ASSIGNMENT: Only an exact retyping of all the entries counts as an answer.

RECORDS:
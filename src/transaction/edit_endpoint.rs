use std::sync::{Arc, Mutex};

use axum::extract::{FromRef, State};
use rusqlite::{Connection, params};
use rust_decimal::Decimal;
use serde::{Deserialize, Serialize};
use time::{Date, OffsetDateTime};

use crate::{
    AppState, Error,
    app_state::lock_connection,
    database_id::TransactionId,
    extract::{Json, Path},
    transaction::{
        Category, Transaction, TransactionBuilder, TransactionType,
        core::{TRANSACTION_COLUMNS, map_transaction_row},
        get_transaction,
    },
};

/// The state needed to edit a transaction.
#[derive(Debug, Clone)]
pub struct EditTransactionState {
    /// The database connection for managing transactions.
    pub db_connection: Arc<Mutex<Connection>>,
}

impl FromRef<AppState> for EditTransactionState {
    fn from_ref(state: &AppState) -> Self {
        Self {
            db_connection: state.db_connection.clone(),
        }
    }
}

/// The request body for editing a transaction.
///
/// Fields that are left out keep their current value. The owner of a
/// transaction cannot be changed.
#[derive(Debug, Default, Serialize, Deserialize)]
#[serde(rename_all = "camelCase")]
pub struct UpdateTransactionRequest {
    /// The new description.
    pub description: Option<String>,
    /// The new amount.
    pub amount: Option<Decimal>,
    /// The new transaction type.
    #[serde(rename = "type")]
    pub transaction_type: Option<TransactionType>,
    /// The new category.
    pub category: Option<Category>,
    /// The new date.
    pub transaction_date: Option<Date>,
    /// The new notes.
    pub notes: Option<String>,
    /// The new location.
    pub location: Option<String>,
    /// The new merchant.
    pub merchant: Option<String>,
}

impl UpdateTransactionRequest {
    /// Overlay the fields of this request on `existing`.
    fn merge(self, existing: Transaction) -> TransactionBuilder {
        TransactionBuilder {
            user_id: existing.user_id,
            amount: self.amount.unwrap_or(existing.amount),
            transaction_type: self.transaction_type.unwrap_or(existing.transaction_type),
            category: self.category.unwrap_or(existing.category),
            date: self.transaction_date.unwrap_or(existing.transaction_date),
            description: self.description.unwrap_or(existing.description),
            notes: self.notes.or(existing.notes),
            location: self.location.or(existing.location),
            merchant: self.merchant.or(existing.merchant),
        }
    }
}

/// A route handler for editing a transaction, responds with the updated transaction.
pub async fn edit_transaction_endpoint(
    State(state): State<EditTransactionState>,
    Path(transaction_id): Path<TransactionId>,
    Json(request): Json<UpdateTransactionRequest>,
) -> Result<Json<Transaction>, Error> {
    let connection = lock_connection(&state.db_connection)?;

    update_transaction(transaction_id, request, &connection).map(Json)
}

/// Apply `request` to the transaction `id`.
///
/// # Errors
/// This function will return a:
/// - [Error::NotFound] if `id` does not refer to a transaction,
/// - validation error from [TransactionBuilder::validate] if the merged transaction is invalid,
/// - or [Error::SqlError] if there is some other SQL error.
fn update_transaction(
    id: TransactionId,
    request: UpdateTransactionRequest,
    connection: &Connection,
) -> Result<Transaction, Error> {
    let existing = get_transaction(id, connection)?;
    let builder = request.merge(existing);
    let amount_cents = builder.validate()?;

    let transaction = connection
        .prepare(&format!(
            "UPDATE \"transaction\"
             SET description = ?1, amount_cents = ?2, type = ?3, category = ?4, \
                transaction_date = ?5, notes = ?6, location = ?7, merchant = ?8, updated_at = ?9
             WHERE id = ?10
             RETURNING {TRANSACTION_COLUMNS}"
        ))?
        .query_row(
            params![
                builder.description.trim(),
                amount_cents,
                builder.transaction_type,
                builder.category,
                builder.date,
                builder.notes,
                builder.location,
                builder.merchant,
                OffsetDateTime::now_utc(),
                id,
            ],
            map_transaction_row,
        )?;

    tracing::debug!("updated transaction {id}");

    Ok(transaction)
}

#[cfg(test)]
mod tests {
    use std::sync::{Arc, Mutex};

    use axum::extract::State;
    use rusqlite::Connection;
    use rust_decimal_macros::dec;
    use time::macros::date;

    use crate::{
        Error, UserId,
        extract::{Json, Path},
        initialize_db,
        transaction::{
            Category, Transaction, TransactionType, create_transaction,
            edit_endpoint::{
                EditTransactionState, UpdateTransactionRequest, edit_transaction_endpoint,
            },
            get_transaction,
        },
    };

    fn get_test_state_with_transaction() -> (EditTransactionState, Transaction) {
        let connection = Connection::open_in_memory().unwrap();
        initialize_db(&connection).unwrap();
        let transaction = create_transaction(
            Transaction::build(
                UserId::new(1).unwrap(),
                dec!(45.99),
                TransactionType::Expense,
                Category::Groceries,
                date!(2025 - 01 - 15),
                "Weekly shop",
            )
            .merchant(Some("Fresh Market".to_owned())),
            &connection,
        )
        .unwrap();

        let state = EditTransactionState {
            db_connection: Arc::new(Mutex::new(connection)),
        };

        (state, transaction)
    }

    #[tokio::test]
    async fn updates_only_given_fields() {
        let (state, original) = get_test_state_with_transaction();
        let request = UpdateTransactionRequest {
            amount: Some(dec!(50)),
            category: Some(Category::Dining),
            ..Default::default()
        };

        let Json(updated) =
            edit_transaction_endpoint(State(state.clone()), Path(original.id), Json(request))
                .await
                .expect("could not update transaction");

        assert_eq!(updated.amount, dec!(50));
        assert_eq!(updated.category, Category::Dining);
        assert_eq!(updated.description, original.description);
        assert_eq!(updated.transaction_date, original.transaction_date);
        assert_eq!(updated.merchant, original.merchant);
        assert_eq!(updated.created_at, original.created_at);
        assert!(updated.updated_at >= original.updated_at);
        let connection = state.db_connection.lock().unwrap();
        assert_eq!(get_transaction(original.id, &connection), Ok(updated));
    }

    #[tokio::test]
    async fn invalid_update_leaves_transaction_unchanged() {
        let (state, original) = get_test_state_with_transaction();
        let request = UpdateTransactionRequest {
            description: Some(" ".to_owned()),
            ..Default::default()
        };

        let result =
            edit_transaction_endpoint(State(state.clone()), Path(original.id), Json(request))
                .await;

        assert_eq!(result.map(|_| ()), Err(Error::EmptyDescription));
        let connection = state.db_connection.lock().unwrap();
        assert_eq!(get_transaction(original.id, &connection), Ok(original));
    }

    #[tokio::test]
    async fn updating_missing_transaction_is_not_found() {
        let (state, _) = get_test_state_with_transaction();

        let result = edit_transaction_endpoint(
            State(state),
            Path(1234),
            Json(UpdateTransactionRequest::default()),
        )
        .await;

        assert_eq!(result.map(|_| ()), Err(Error::NotFound));
    }
}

RESULT BELOW:
filename src/transaction/edit_endpoint.rs
use std::sync::{Arc, Mutex};

use axum::extract::{FromRef, State};
use rusqlite::{Connection, params};
use rust_decimal::Decimal;
use serde::{Deserialize, Serialize};
use time::{Date, OffsetDateTime};

use crate::{
    AppState, Error,
    app_state::lock_connection,
    database_id::TransactionId,
    extract::{Json, Path},
    transaction::{
        Category, Transaction, TransactionBuilder, TransactionType,
        core::{TRANSACTION_COLUMNS, map_transaction_row},
        get_transaction,
    },
};

/// The state needed to edit a transaction.
#[derive(Debug, Clone)]
pub struct EditTransactionState {
    /// The database connection for managing transactions.
    pub db_connection: Arc<Mutex<Connection>>,
}

impl FromRef<AppState> for EditTransactionState {
    fn from_ref(state: &AppState) -> Self {
        Self {
            db_connection: state.db_connection.clone(),
        }
    }
}

/// The request body for editing a transaction.
///
/// Fields that are left out keep their current value. The owner of a
/// transaction cannot be changed.
#[derive(Debug, Default, Serialize, Deserialize)]
#[serde(rename_all = "camelCase")]
pub struct UpdateTransactionRequest {
    /// The new description.
    pub description: Option<String>,
    /// The new amount.
    pub amount: Option<Decimal>,
    /// The new transaction type.
    #[serde(rename = "type")]
    pub transaction_type: Option<TransactionType>,
    /// The new category.
    pub category: Option<Category>,
    /// The new date.
    pub transaction_date: Option<Date>,
    /// The new notes.
    pub notes: Option<String>,
    /// The new location.
    pub location: Option<String>,
    /// The new merchant.
    pub merchant: Option<String>,
}

impl UpdateTransactionRequest {
    /// Overlay the fields of this request on `existing`.
    fn merge(self, existing: Transaction) -> TransactionBuilder {
        TransactionBuilder {
            user_id: existing.user_id,
            amount: self.amount.unwrap_or(existing.amount),
            transaction_type: self.transaction_type.unwrap_or(existing.transaction_type),
            category: self.category.unwrap_or(existing.category),
            date: self.transaction_date.unwrap_or(existing.transaction_date),
            description: self.description.unwrap_or(existing.description),
            notes: self.notes.or(existing.notes),
            location: self.location.or(existing.location),
            merchant: self.merchant.or(existing.merchant),
        }
    }
}

/// A route handler for editing a transaction, responds with the updated transaction.
pub async fn edit_transaction_endpoint(
    State(state): State<EditTransactionState>,
    Path(transaction_id): Path<TransactionId>,
    Json(request): Json<UpdateTransactionRequest>,
) -> Result<Json<Transaction>, Error> {
    let connection = lock_connection(&state.db_connection)?;

    update_transaction(transaction_id, request, &connection).map(Json)
}

/// Apply `request` to the transaction `id`.
///
/// # Errors
/// This function will return a:
/// - [Error::NotFound] if `id` does not refer to a transaction,
/// - validation error from [TransactionBuilder::validate] if the merged transaction is invalid,
/// - or [Error::SqlError] if there is some other SQL error.
fn update_transaction(
    id: TransactionId,
    request: UpdateTransactionRequest,
    connection: &Connection,
) -> Result<Transaction, Error> {
    let existing = get_transaction(id, connection)?;
    let builder = request.merge(existing);
    let amount_cents = builder.validate()?;

    let transaction = connection
        .prepare(&format!(
            "UPDATE \"transaction\"
             SET description = ?1, amount_cents = ?2, type = ?3, category = ?4, \
                transaction_date = ?5, notes = ?6, location = ?7, merchant = ?8, updated_at = ?9
             WHERE id = ?10
             RETURNING {TRANSACTION_COLUMNS}"
        ))?
        .query_row(
            params![
                builder.description.trim(),
                amount_cents,
                builder.transaction_type,
                builder.category,
                builder.date,
                builder.notes,
                builder.location,
                builder.merchant,
                OffsetDateTime::now_utc(),
                id,
            ],
            map_transaction_row,
        )?;

    tracing::debug!("updated transaction {id}");

    Ok(transaction)
}

#[cfg(test)]
mod tests {
    use std::sync::{Arc, Mutex};

    use axum::extract::State;
    use rusqlite::Connection;
    use rust_decimal_macros::dec;
    use time::macros::date;

    use crate::{
        Error, UserId,
        extract::{Json, Path},
        initialize_db,
        transaction::{
            Category, Transaction, TransactionType, create_transaction,
            edit_endpoint::{
                EditTransactionState, UpdateTransactionRequest, edit_transaction_endpoint,
            },
            get_transaction,
        },
    };

    fn get_test_state_with_transaction() -> (EditTransactionState, Transaction) {
        let connection = Connection::open_in_memory().unwrap();
        initialize_db(&connection).unwrap();
        let transaction = create_transaction(
            Transaction::build(
                UserId::new(1).unwrap(),
                dec!(45.99),
                TransactionType::Expense,
                Category::Groceries,
                date!(2025 - 01 - 15),
                "Weekly shop",
            )
            .merchant(Some("Fresh Market".to_owned())),
            &connection,
        )
        .unwrap();

        let state = EditTransactionState {
            db_connection: Arc::new(Mutex::new(connection)),
        };

        (state, transaction)
    }

    #[tokio::test]
    async fn updates_only_given_fields() {
        let (state, original) = get_test_state_with_transaction();
        let request = UpdateTransactionRequest {
            amount: Some(dec!(50)),
            category: Some(Category::Dining),
            ..Default::default()
        };

        let Json(updated) =
            edit_transaction_endpoint(State(state.clone()), Path(original.id), Json(request))
                .await
                .expect("could not update transaction");

        assert_eq!(updated.amount, dec!(50));
        assert_eq!(updated.category, Category::Dining);
        assert_eq!(updated.description, original.description);
        assert_eq!(updated.transaction_date, original.transaction_date);
        assert_eq!(updated.merchant, original.merchant);
        assert_eq!(updated.created_at, original.created_at);
        assert!(updated.updated_at >= original.updated_at);
        let connection = state.db_connection.lock().unwrap();
        assert_eq!(get_transaction(original.id, &connection), Ok(updated));
    }

    #[tokio::test]
    async fn invalid_update_leaves_transaction_unchanged() {
        let (state, original) = get_test_state_with_transaction();
        let request = UpdateTransactionRequest {
            description: Some(" ".to_owned()),
            ..Default::default()
        };

        let result =
            edit_transaction_endpoint(State(state.clone()), Path(original.id), Json(request))
                .await;

        assert_eq!(result.map(|_| ()), Err(Error::EmptyDescription));
        let connection = state.db_connection.lock().unwrap();
        assert_eq!(get_transaction(original.id, &connection), Ok(original));
    }

    #[tokio::test]
    async fn updating_missing_transaction_is_not_found() {
        let (state, _) = get_test_state_with_transaction();

        let result = edit_transaction_endpoint(
            State(state),
            Path(1234),
            Json(UpdateTransactionRequest::default()),
        )
        .await;

        assert_eq!(result.map(|_| ()), Err(Error::NotFound));
    }
}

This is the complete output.